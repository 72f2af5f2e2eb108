use std::{fs, io};

use anyhow::{anyhow, Error};
use clap::{values_t, App, Arg, ArgMatches, SubCommand};

use satbridge::batch::{SAT_EXIT_CODE, SAT_MARKER, UNSAT_EXIT_CODE, UNSAT_MARKER};
use satbridge::{BackendConfig, BackendConfigUpdate, CnfFormula, Enumerator, ExtendFormula, ReadFormula};

use super::{assume_arg, assumptions, banner, init_logging, input_source, print_model};

pub fn run_args() -> App<'static, 'static> {
    SubCommand::with_name("--run")
        .arg(
            Arg::from_usage("<MODE> 'What to compute using the configured backends'")
                .possible_values(&["witness", "count", "enumerate"]),
        )
        .arg_from_usage("[INPUT] 'The input file to use (stdin if omitted)'")
        .arg_from_usage("[config-file] --config=[FILE] 'Read backends from configuration file'")
        .arg(
            Arg::from_usage("[config-option] -C --config-option")
                .value_name("OPTION>=<VALUE")
                .help(
                    "Specify a single config option, see 'satbridge --run witness -C help' for a \
                     list of options.",
                )
                .multiple(true)
                .number_of_values(1),
        )
        .arg_from_usage(
            "[risk] --risk=[RISK] 'Count probabilistically with the given risk (exact if omitted)'",
        )
        .arg(assume_arg())
}

pub fn run_main(matches: &ArgMatches) -> Result<i32, Error> {
    let config_options = values_t!(matches, "config-option", String).unwrap_or_default();

    if config_options.iter().any(|option| option == "help") {
        print!("{}", BackendConfig::help());
        return Ok(0);
    }

    init_logging();
    banner();

    let mut config_update = BackendConfigUpdate::new();

    if let Some(config_path) = matches.value_of("config-file") {
        log::info!("Reading backend configuration '{}'", config_path);
        config_update.merge(BackendConfigUpdate::from_toml(&fs::read_to_string(
            config_path,
        )?)?);
    }

    for config_option in config_options {
        config_update.merge(BackendConfigUpdate::from_toml(&config_option)?);
    }

    let config = config_update.config();

    let risk = match matches.value_of("risk") {
        Some(risk) => Some(
            risk.parse::<f64>()
                .map_err(|_| anyhow!("Invalid risk '{}' given to --risk", risk))?,
        ),
        None => None,
    };

    let mut formula = CnfFormula::new();

    let stdin = io::stdin();
    formula.read(input_source(matches, &stdin))?;
    formula.assume(assumptions(matches)?)?;

    log::info!(
        "Loaded formula with {} variables and {} clauses",
        formula.var_count(),
        formula.len()
    );

    match matches.value_of("MODE") {
        Some("witness") => match config.witness_backend().witness(&mut formula)? {
            Some(model) => {
                println!("{}", SAT_MARKER);
                print_model(&mut io::stdout(), "v", &model)?;
                Ok(SAT_EXIT_CODE)
            }
            None => {
                println!("{}", UNSAT_MARKER);
                Ok(UNSAT_EXIT_CODE)
            }
        },
        Some("count") => {
            let count = match risk {
                Some(risk) => config.probabilistic_counter(risk)?.count(&mut formula)?,
                None => config.exact_counter()?.count(&mut formula)?,
            };
            println!("s mc {}", count);
            Ok(0)
        }
        Some("enumerate") => {
            let stdout = io::stdout();
            let mut stdout = stdout.lock();
            let mut models = Enumerator::start(config.enumerate_command(), &mut formula)?;
            while let Some(model) = models.next_model()? {
                print_model(&mut stdout, "", &model)?;
            }
            Ok(0)
        }
        mode => Err(anyhow!("Unknown mode {:?}", mode)),
    }
}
++++++++
**WORK INSTRUCTIONS:** In the listing above, start at the line with "--config=[FILE] 'Read backends", go on through the line with "if let Some(config_path)", and copy each of those lines exactly; leave out all the rest.

**RESULT OF THE EXERCISE:**
        .arg_from_usage("[config-file] --config=[FILE] 'Read backends from configuration file'")
        .arg(
            Arg::from_usage("[config-option] -C --config-option")
                .value_name("OPTION>=<VALUE")
                .help(
                    "Specify a single config option, see 'satbridge --run witness -C help' for a \
                     list of options.",
                )
                .multiple(true)
                .number_of_values(1),
        )
        .arg_from_usage(
            "[risk] --risk=[RISK] 'Count probabilistically with the given risk (exact if omitted)'",
        )
        .arg(assume_arg())
}

pub fn run_main(matches: &ArgMatches) -> Result<i32, Error> {
    let config_options = values_t!(matches, "config-option", String).unwrap_or_default();

    if config_options.iter().any(|option| option == "help") {
        print!("{}", BackendConfig::help());
        return Ok(0);
    }

    init_logging();
    banner();

    let mut config_update = BackendConfigUpdate::new();

    if let Some(config_path) = matches.value_of("config-file") {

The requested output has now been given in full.